#### [EXERCISE DIRECTIONS]
Given the records below, would you repeat exactly the lines that begin at the one containing "let family = database.split(':').next().unwrap_or(database);" and end at the one containing "pub fn resolve_tooling(database: &str, caller: &Tooling)", inclusive?

#### [DATA EXTRACTS]
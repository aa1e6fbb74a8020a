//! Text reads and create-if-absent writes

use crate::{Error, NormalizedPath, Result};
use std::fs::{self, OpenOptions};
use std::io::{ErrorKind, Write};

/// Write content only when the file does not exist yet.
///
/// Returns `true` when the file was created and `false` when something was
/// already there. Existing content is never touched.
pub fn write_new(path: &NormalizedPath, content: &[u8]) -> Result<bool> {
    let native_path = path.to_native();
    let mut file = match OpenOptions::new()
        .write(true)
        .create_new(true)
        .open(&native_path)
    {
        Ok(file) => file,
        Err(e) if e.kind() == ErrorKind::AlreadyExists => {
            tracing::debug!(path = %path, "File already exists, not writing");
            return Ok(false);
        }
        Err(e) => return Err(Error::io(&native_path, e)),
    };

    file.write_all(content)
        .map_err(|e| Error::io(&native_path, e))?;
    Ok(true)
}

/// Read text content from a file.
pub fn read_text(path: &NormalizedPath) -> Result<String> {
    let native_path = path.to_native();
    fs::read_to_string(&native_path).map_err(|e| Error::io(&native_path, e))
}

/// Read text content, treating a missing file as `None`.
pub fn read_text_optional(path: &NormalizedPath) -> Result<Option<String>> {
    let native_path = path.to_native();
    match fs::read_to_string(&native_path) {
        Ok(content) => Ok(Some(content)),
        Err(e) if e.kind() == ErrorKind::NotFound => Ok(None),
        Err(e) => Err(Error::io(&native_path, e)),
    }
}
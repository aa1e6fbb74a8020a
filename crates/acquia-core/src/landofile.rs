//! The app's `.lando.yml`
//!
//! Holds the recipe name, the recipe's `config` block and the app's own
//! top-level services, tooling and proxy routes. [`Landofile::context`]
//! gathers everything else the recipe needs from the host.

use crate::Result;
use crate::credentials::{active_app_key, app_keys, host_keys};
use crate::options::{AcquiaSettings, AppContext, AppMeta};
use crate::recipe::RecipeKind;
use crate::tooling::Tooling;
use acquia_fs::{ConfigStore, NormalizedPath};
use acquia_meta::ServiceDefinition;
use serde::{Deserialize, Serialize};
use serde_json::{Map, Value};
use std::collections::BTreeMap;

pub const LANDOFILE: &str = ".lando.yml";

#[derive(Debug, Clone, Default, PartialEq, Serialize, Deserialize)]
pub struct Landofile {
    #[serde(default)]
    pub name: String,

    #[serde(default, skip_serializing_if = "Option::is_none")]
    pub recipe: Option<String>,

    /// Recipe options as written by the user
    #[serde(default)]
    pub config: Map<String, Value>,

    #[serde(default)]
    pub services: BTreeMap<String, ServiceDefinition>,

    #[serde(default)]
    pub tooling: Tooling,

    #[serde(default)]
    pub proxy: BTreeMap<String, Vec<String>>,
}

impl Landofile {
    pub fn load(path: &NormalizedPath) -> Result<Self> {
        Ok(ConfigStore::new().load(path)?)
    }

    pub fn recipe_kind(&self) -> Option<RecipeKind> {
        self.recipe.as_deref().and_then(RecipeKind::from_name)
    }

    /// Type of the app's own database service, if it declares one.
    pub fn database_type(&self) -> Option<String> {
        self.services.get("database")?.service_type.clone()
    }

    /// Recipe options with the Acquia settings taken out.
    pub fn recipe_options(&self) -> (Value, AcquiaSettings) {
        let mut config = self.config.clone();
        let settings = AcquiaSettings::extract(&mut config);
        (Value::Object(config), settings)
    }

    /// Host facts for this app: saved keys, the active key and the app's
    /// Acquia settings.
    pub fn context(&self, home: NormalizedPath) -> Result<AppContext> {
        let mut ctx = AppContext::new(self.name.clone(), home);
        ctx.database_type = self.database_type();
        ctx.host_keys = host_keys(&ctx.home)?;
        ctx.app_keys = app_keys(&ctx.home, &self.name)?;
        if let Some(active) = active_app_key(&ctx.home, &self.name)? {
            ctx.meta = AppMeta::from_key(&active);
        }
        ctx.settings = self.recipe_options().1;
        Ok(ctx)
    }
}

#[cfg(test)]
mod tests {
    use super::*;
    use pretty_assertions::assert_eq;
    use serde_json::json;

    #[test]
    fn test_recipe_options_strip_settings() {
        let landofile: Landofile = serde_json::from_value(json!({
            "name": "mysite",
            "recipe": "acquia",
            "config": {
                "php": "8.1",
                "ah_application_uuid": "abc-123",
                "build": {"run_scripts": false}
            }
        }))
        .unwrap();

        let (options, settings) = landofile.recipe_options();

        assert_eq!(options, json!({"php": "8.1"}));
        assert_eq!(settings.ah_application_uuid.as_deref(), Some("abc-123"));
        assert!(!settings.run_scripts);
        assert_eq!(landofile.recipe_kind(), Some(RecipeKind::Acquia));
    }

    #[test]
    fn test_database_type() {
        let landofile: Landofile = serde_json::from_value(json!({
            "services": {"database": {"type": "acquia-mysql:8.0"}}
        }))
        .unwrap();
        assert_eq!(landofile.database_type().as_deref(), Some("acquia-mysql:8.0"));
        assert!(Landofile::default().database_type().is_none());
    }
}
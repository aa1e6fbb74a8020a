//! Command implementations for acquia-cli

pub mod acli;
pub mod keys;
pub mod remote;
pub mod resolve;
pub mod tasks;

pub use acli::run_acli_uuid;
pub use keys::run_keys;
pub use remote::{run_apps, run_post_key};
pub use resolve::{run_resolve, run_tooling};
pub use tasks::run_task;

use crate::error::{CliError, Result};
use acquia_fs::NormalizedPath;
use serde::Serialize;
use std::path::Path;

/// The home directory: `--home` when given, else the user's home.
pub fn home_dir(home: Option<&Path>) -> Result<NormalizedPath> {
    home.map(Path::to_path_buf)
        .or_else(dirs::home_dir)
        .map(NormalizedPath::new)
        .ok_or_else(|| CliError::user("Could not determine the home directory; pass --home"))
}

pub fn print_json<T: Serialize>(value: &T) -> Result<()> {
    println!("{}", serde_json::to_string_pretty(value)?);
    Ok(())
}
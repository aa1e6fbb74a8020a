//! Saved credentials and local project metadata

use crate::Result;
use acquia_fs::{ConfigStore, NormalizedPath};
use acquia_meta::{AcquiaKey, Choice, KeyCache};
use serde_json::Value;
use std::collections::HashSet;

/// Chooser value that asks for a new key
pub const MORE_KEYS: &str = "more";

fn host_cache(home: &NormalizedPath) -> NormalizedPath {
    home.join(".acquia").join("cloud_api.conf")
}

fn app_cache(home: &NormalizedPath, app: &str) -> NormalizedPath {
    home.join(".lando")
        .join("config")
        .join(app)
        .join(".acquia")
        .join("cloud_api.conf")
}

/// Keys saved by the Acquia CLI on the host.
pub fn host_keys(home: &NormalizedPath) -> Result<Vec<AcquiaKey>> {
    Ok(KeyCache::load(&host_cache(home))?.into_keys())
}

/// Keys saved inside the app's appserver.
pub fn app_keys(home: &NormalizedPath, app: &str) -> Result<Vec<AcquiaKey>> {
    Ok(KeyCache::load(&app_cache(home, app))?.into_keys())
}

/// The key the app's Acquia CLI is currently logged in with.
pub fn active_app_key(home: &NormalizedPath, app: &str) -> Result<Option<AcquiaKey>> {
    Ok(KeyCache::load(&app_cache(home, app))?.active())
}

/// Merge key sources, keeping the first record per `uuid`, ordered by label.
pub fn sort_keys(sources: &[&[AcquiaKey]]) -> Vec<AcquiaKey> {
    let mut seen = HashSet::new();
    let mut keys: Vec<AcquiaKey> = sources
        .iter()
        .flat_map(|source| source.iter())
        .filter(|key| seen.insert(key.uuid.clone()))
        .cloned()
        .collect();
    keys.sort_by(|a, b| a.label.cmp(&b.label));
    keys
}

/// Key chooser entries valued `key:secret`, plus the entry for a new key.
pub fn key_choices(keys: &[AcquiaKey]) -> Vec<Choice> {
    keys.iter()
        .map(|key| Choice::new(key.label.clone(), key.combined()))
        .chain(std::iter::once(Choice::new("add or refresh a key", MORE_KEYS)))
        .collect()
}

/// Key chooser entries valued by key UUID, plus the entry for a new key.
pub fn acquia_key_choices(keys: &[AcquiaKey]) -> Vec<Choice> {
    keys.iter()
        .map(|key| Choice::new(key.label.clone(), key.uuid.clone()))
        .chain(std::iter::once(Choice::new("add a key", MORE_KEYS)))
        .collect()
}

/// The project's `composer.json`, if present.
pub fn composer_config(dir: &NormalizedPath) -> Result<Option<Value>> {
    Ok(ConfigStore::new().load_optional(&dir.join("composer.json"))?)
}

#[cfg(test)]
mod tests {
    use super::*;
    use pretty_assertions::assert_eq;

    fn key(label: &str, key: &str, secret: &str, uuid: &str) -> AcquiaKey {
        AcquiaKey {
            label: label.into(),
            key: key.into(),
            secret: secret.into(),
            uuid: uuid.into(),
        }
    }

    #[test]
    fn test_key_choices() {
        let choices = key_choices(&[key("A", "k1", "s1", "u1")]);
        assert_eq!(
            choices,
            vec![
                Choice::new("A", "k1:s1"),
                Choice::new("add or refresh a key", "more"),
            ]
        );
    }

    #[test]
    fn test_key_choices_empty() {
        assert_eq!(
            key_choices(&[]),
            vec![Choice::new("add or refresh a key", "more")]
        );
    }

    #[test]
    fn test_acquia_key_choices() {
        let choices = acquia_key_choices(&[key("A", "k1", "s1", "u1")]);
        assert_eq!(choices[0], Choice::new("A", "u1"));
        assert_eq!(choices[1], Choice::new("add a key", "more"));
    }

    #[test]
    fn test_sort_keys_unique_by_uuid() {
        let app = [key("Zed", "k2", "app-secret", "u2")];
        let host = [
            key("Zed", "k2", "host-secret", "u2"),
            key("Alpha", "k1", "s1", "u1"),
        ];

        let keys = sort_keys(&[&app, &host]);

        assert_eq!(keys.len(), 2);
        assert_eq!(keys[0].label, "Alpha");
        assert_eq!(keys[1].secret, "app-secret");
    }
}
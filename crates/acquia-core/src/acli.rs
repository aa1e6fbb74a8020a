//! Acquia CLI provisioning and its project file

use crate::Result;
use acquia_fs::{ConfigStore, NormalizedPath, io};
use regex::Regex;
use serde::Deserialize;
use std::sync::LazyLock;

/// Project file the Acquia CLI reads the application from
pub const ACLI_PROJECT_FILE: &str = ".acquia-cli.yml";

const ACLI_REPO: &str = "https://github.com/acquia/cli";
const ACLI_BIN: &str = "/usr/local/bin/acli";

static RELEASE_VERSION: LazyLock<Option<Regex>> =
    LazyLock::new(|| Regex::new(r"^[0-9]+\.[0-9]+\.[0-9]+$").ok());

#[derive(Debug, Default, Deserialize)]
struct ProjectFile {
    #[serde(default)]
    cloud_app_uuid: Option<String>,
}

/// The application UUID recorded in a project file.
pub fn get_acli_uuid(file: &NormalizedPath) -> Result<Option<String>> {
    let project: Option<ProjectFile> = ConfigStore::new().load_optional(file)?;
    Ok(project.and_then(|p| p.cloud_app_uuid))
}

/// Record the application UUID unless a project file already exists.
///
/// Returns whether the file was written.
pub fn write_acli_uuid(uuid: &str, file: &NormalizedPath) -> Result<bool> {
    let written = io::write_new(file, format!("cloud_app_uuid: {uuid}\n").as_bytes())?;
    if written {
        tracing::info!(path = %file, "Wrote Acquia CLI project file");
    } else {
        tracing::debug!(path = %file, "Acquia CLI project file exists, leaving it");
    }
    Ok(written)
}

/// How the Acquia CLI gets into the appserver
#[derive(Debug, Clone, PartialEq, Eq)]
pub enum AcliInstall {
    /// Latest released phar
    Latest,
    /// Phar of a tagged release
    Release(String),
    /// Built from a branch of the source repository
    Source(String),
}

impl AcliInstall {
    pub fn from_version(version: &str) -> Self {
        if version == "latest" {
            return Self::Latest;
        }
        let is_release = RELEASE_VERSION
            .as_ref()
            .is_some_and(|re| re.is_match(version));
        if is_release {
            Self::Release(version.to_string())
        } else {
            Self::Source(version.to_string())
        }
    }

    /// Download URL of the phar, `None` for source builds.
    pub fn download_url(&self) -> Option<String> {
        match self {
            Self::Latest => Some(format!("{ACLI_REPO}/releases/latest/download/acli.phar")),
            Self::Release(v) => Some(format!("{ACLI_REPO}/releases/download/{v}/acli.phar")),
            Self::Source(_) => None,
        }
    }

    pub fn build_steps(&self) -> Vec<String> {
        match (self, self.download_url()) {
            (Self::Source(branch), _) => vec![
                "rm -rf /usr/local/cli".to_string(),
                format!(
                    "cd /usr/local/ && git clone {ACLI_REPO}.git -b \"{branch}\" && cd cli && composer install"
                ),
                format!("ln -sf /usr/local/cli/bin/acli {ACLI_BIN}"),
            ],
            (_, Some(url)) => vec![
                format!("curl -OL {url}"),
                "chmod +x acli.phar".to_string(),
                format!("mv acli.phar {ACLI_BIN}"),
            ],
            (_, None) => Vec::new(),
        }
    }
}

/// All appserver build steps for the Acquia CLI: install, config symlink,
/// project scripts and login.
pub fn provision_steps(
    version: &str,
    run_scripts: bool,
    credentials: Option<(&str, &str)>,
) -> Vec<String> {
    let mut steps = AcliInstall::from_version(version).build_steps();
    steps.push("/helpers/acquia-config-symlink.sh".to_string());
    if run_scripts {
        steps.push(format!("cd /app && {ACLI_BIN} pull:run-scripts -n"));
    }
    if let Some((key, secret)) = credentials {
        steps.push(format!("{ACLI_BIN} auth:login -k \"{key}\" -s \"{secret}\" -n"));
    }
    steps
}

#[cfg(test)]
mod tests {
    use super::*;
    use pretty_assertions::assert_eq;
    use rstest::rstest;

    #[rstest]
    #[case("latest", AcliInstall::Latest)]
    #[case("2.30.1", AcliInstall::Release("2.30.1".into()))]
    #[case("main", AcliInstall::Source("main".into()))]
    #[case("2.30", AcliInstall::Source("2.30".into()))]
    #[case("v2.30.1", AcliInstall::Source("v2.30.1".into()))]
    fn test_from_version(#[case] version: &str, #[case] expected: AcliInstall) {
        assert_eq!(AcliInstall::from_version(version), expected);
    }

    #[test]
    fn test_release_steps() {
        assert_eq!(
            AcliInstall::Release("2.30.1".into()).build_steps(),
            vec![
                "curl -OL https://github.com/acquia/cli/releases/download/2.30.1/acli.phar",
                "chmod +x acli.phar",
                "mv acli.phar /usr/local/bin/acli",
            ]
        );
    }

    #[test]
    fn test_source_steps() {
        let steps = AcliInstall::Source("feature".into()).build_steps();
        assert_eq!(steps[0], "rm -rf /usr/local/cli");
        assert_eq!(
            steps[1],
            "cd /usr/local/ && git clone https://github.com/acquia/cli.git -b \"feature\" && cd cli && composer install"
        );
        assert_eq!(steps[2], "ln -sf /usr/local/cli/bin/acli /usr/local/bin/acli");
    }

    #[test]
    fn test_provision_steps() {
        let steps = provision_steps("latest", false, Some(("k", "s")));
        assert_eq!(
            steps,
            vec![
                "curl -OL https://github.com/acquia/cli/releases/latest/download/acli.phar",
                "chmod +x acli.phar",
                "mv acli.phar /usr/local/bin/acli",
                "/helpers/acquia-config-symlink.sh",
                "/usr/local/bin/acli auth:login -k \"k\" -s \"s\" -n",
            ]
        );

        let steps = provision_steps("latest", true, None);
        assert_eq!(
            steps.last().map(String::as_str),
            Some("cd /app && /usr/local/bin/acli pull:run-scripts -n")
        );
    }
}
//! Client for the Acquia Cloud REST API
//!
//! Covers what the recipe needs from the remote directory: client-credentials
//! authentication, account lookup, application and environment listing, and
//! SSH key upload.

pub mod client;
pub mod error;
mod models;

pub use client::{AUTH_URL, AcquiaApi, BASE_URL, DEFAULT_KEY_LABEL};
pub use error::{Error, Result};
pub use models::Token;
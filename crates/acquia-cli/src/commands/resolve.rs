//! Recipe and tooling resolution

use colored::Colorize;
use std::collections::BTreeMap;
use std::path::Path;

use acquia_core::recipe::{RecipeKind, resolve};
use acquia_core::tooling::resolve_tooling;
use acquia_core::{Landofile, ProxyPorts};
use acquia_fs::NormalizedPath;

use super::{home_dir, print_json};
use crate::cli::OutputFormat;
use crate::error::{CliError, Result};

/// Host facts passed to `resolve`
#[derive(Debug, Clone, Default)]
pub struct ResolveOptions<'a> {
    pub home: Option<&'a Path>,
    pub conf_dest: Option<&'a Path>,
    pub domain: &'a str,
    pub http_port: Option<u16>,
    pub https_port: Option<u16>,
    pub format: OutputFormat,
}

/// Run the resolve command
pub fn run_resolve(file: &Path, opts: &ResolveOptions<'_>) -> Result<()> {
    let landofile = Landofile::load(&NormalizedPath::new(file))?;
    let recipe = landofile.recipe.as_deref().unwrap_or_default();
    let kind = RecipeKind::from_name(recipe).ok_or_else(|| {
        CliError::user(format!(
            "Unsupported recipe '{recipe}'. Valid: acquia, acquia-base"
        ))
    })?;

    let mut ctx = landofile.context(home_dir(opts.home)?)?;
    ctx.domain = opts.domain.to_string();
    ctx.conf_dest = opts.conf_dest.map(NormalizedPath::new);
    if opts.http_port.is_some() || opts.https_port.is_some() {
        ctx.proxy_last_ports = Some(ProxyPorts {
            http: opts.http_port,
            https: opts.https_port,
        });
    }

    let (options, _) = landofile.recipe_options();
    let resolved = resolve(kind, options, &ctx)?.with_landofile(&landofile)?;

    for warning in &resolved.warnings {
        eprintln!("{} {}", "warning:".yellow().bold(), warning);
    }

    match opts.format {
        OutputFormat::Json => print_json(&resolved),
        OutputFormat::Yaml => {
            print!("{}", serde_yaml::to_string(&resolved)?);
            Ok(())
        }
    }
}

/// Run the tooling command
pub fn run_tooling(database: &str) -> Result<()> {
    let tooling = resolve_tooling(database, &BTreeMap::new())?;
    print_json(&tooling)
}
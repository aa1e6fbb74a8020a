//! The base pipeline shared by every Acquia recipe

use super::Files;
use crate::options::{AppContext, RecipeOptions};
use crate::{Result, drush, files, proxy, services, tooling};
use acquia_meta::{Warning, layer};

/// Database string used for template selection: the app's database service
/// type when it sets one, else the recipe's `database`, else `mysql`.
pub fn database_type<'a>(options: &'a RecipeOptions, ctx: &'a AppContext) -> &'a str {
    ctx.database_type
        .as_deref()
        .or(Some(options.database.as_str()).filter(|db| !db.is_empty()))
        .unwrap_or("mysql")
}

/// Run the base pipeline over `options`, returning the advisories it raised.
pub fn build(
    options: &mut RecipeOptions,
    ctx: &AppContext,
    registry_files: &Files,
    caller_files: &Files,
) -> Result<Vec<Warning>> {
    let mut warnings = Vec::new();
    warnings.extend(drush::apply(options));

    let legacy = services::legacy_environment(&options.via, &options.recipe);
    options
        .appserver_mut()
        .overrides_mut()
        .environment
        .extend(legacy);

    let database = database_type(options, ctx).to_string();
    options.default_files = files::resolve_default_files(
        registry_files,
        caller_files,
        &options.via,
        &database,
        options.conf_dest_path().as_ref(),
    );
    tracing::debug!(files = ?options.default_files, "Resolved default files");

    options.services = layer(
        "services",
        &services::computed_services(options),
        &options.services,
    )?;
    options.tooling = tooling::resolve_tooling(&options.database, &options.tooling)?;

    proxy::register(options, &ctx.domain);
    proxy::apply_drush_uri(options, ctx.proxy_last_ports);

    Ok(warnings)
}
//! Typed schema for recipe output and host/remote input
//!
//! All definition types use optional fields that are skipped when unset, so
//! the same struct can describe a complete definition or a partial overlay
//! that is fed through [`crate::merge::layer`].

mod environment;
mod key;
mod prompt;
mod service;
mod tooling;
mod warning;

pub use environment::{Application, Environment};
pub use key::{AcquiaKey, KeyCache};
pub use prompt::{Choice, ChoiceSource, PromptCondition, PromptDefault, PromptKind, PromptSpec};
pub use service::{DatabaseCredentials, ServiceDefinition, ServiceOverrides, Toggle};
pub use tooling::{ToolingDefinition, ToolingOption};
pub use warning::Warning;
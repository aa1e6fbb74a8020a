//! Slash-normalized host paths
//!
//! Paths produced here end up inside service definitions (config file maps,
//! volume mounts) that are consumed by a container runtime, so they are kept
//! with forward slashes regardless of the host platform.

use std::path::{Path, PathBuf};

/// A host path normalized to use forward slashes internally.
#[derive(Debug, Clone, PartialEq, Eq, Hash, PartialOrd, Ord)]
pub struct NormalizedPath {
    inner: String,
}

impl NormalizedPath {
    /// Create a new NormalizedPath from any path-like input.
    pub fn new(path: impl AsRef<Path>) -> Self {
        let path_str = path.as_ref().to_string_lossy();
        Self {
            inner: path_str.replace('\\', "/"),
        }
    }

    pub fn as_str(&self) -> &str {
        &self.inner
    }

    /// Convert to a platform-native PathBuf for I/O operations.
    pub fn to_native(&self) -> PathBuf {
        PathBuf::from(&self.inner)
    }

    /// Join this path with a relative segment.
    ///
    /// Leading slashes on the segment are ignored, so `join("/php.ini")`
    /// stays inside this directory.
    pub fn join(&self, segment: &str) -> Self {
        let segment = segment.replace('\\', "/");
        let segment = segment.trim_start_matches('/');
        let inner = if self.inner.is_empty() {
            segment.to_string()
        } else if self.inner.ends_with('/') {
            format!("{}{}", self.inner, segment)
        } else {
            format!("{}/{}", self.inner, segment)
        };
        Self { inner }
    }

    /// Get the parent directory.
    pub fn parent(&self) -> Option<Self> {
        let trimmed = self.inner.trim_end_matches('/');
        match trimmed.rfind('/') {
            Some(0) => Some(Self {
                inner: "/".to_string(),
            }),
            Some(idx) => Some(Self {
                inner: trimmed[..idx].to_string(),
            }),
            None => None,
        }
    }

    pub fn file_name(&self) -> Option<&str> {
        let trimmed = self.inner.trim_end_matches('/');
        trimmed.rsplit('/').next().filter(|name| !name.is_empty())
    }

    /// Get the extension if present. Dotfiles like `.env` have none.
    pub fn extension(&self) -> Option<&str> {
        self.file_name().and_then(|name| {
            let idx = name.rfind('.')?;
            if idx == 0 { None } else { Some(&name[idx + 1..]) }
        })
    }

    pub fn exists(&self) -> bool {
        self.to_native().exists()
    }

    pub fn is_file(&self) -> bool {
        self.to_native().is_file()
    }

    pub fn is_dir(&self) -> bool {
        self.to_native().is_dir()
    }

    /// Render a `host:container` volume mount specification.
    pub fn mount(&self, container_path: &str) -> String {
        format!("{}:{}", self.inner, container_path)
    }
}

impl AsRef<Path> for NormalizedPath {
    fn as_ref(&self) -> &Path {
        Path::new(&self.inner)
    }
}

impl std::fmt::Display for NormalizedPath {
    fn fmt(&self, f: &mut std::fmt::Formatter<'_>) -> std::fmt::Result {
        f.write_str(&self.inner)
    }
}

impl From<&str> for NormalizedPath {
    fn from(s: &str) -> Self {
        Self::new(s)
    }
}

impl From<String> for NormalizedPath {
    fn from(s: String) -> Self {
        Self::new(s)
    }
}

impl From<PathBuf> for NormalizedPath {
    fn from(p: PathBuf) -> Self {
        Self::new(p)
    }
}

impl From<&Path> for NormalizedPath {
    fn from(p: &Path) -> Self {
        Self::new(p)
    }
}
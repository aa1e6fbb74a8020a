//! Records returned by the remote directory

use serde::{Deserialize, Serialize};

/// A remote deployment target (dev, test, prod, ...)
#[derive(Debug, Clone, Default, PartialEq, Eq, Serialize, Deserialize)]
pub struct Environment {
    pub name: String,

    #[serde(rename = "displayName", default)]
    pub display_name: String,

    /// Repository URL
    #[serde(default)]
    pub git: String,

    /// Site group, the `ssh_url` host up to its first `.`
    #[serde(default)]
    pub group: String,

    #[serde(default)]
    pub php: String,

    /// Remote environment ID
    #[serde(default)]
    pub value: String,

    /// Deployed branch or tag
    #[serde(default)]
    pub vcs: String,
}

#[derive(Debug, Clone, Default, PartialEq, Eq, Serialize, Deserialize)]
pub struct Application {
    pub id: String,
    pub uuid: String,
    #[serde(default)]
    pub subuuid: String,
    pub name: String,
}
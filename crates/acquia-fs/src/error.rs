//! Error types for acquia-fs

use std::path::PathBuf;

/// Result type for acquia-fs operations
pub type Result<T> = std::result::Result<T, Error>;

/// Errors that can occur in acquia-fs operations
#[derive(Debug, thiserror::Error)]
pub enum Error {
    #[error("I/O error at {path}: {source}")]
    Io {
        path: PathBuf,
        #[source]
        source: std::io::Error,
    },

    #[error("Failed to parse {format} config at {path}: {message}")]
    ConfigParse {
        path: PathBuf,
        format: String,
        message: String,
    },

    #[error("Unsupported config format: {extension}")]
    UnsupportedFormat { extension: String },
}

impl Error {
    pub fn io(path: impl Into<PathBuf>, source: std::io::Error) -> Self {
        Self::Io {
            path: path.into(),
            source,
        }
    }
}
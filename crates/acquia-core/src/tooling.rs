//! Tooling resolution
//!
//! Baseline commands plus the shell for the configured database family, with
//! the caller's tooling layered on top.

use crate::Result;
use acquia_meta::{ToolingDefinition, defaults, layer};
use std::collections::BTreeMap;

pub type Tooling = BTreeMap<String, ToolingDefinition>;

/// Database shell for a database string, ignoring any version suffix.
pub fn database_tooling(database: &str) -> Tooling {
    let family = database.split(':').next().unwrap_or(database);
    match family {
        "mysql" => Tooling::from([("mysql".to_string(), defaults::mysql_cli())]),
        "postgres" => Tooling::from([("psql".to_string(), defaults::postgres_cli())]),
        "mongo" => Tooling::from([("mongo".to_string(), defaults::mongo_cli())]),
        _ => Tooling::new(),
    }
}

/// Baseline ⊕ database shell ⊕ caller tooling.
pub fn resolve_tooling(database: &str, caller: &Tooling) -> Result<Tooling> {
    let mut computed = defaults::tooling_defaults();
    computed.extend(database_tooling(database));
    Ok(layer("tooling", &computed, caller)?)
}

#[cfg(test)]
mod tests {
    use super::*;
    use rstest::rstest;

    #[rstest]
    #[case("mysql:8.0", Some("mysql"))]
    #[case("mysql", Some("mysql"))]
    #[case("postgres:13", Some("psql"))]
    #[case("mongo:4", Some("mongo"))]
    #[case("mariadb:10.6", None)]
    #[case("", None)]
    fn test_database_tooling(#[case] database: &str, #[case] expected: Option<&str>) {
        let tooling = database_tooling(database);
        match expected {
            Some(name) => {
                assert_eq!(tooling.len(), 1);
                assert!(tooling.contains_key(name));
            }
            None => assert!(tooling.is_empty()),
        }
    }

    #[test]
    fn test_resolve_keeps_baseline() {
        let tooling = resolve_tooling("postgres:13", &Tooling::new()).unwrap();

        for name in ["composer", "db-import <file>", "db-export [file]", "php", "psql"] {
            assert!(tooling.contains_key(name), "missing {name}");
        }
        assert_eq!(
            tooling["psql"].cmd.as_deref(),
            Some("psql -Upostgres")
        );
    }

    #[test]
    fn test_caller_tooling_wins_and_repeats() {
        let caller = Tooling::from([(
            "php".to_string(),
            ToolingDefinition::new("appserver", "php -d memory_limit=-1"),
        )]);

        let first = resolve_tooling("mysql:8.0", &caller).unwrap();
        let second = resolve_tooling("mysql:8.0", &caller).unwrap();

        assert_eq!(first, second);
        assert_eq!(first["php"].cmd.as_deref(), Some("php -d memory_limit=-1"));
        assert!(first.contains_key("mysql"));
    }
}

#### [PROBLEM SOLUTION]
    let family = database.split(':').next().unwrap_or(database);
    match family {
        "mysql" => Tooling::from([("mysql".to_string(), defaults::mysql_cli())]),
        "postgres" => Tooling::from([("psql".to_string(), defaults::postgres_cli())]),
        "mongo" => Tooling::from([("mongo".to_string(), defaults::mongo_cli())]),
        _ => Tooling::new(),
    }
}

/// Baseline ⊕ database shell ⊕ caller tooling.
pub fn resolve_tooling(database: &str, caller: &Tooling) -> Result<Tooling> {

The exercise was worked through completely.